**DIRECTIONS FOR THIS TASK**
Going through the entries below, copy out each line that contains "specta".

**INPUT**

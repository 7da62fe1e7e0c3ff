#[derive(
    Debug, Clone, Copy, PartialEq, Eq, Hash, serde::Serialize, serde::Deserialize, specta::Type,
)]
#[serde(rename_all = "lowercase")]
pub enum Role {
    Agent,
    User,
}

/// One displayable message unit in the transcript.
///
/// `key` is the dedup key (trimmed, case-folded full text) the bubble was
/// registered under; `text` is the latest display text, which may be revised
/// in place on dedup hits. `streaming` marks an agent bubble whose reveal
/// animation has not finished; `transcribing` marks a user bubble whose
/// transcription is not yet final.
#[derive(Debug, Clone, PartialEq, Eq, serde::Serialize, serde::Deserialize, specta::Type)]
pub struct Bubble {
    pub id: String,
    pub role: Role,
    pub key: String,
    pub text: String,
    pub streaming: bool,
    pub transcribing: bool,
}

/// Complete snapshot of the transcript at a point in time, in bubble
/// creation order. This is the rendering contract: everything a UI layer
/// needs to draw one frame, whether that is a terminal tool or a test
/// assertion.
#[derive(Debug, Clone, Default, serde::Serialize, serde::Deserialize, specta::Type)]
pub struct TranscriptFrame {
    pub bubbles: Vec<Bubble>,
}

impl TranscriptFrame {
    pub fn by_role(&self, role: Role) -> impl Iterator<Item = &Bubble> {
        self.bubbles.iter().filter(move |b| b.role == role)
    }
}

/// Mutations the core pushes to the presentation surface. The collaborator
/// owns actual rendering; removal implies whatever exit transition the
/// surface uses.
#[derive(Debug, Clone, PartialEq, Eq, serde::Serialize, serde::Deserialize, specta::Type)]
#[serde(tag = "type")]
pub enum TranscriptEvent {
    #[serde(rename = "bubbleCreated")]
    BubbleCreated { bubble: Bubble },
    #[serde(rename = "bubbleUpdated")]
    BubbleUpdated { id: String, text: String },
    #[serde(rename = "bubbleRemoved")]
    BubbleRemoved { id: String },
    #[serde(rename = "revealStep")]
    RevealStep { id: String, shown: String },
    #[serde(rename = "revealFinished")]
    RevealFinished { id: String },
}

...

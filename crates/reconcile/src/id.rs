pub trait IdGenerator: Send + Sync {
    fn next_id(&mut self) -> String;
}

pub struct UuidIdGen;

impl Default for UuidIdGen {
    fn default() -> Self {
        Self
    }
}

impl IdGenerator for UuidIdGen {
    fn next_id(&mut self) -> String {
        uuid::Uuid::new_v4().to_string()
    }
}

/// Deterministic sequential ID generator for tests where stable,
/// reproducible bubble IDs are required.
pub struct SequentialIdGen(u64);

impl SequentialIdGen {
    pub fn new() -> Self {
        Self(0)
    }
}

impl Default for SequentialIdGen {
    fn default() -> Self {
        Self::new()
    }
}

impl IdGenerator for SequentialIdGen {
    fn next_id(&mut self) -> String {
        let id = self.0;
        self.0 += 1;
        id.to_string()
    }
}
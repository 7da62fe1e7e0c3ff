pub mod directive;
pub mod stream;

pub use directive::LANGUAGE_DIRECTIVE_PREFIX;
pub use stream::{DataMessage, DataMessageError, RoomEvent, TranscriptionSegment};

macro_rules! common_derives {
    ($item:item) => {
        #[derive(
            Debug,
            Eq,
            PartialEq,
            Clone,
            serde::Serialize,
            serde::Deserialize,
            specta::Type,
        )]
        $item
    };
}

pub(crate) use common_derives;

==

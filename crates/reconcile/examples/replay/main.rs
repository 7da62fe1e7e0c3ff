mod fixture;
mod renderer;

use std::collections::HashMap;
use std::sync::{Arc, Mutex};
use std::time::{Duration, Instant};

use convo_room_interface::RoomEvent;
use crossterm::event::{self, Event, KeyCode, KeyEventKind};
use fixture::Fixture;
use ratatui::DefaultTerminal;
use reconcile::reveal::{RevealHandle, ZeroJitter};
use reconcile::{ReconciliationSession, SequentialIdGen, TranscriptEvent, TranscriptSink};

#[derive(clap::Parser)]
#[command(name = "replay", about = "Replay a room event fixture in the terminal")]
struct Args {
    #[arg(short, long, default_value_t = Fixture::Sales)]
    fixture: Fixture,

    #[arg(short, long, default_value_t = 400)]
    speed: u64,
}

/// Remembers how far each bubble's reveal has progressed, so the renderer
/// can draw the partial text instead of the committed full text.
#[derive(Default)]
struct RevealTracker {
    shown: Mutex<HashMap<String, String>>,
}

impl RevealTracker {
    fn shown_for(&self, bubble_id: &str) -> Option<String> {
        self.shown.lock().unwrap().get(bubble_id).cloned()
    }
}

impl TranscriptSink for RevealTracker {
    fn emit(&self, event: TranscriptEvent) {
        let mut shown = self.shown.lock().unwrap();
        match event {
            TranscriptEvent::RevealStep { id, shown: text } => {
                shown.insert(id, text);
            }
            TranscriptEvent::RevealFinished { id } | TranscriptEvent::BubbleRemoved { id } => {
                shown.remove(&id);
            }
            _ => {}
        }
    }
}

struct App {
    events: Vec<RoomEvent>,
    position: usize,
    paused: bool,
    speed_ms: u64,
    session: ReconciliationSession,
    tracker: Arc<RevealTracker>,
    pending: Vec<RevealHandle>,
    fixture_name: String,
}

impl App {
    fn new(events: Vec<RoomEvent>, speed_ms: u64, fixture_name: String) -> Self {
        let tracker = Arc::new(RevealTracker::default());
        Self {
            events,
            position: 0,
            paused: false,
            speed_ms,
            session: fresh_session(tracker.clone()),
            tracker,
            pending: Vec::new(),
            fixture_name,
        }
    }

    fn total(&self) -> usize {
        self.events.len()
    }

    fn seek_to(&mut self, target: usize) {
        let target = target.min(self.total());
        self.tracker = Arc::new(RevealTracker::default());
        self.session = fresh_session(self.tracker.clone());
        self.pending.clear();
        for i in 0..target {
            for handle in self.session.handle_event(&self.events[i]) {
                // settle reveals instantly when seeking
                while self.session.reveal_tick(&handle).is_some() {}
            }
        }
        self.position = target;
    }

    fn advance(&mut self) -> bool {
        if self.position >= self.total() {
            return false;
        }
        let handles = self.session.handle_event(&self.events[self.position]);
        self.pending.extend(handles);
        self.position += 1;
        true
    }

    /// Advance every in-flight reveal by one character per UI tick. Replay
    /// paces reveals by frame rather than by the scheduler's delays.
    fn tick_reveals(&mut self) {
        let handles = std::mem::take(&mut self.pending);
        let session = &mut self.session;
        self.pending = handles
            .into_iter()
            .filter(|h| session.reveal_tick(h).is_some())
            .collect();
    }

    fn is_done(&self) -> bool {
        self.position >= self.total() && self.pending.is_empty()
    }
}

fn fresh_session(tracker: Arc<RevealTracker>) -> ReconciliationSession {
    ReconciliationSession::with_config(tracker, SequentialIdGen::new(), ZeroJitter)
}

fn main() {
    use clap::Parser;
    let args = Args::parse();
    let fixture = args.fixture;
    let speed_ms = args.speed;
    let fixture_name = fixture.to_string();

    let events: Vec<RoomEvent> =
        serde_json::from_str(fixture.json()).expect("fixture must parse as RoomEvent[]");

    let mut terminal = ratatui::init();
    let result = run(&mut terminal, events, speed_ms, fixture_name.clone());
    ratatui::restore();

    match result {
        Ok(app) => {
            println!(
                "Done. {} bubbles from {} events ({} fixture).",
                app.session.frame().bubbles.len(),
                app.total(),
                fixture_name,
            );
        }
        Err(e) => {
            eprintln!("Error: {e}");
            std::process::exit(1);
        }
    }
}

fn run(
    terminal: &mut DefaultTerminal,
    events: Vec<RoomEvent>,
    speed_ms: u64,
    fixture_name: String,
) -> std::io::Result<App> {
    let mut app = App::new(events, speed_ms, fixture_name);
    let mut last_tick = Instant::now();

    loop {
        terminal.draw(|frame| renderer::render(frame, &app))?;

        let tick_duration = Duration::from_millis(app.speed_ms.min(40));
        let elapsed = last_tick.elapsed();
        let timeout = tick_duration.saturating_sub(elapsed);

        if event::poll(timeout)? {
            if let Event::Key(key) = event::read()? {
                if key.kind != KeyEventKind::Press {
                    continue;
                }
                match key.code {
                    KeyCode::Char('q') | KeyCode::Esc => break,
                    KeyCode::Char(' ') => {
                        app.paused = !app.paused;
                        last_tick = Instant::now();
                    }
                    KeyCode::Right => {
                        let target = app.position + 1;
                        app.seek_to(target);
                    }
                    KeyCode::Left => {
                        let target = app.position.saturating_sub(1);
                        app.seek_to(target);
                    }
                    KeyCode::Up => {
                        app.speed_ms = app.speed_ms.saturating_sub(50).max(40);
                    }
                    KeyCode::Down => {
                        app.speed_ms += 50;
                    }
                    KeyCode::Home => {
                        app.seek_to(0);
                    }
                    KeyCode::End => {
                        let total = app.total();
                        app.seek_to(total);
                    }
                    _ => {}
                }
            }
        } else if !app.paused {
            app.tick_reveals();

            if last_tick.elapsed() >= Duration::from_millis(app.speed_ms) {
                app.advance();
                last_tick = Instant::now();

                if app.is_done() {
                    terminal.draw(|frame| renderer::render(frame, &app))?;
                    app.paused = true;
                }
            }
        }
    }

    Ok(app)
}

**SOLUTION FOR THIS TASK**
    Debug, Clone, Copy, PartialEq, Eq, Hash, serde::Serialize, serde::Deserialize, specta::Type,
#[derive(Debug, Clone, PartialEq, Eq, serde::Serialize, serde::Deserialize, specta::Type)]
#[derive(Debug, Clone, Default, serde::Serialize, serde::Deserialize, specta::Type)]
#[derive(Debug, Clone, PartialEq, Eq, serde::Serialize, serde::Deserialize, specta::Type)]
            specta::Type,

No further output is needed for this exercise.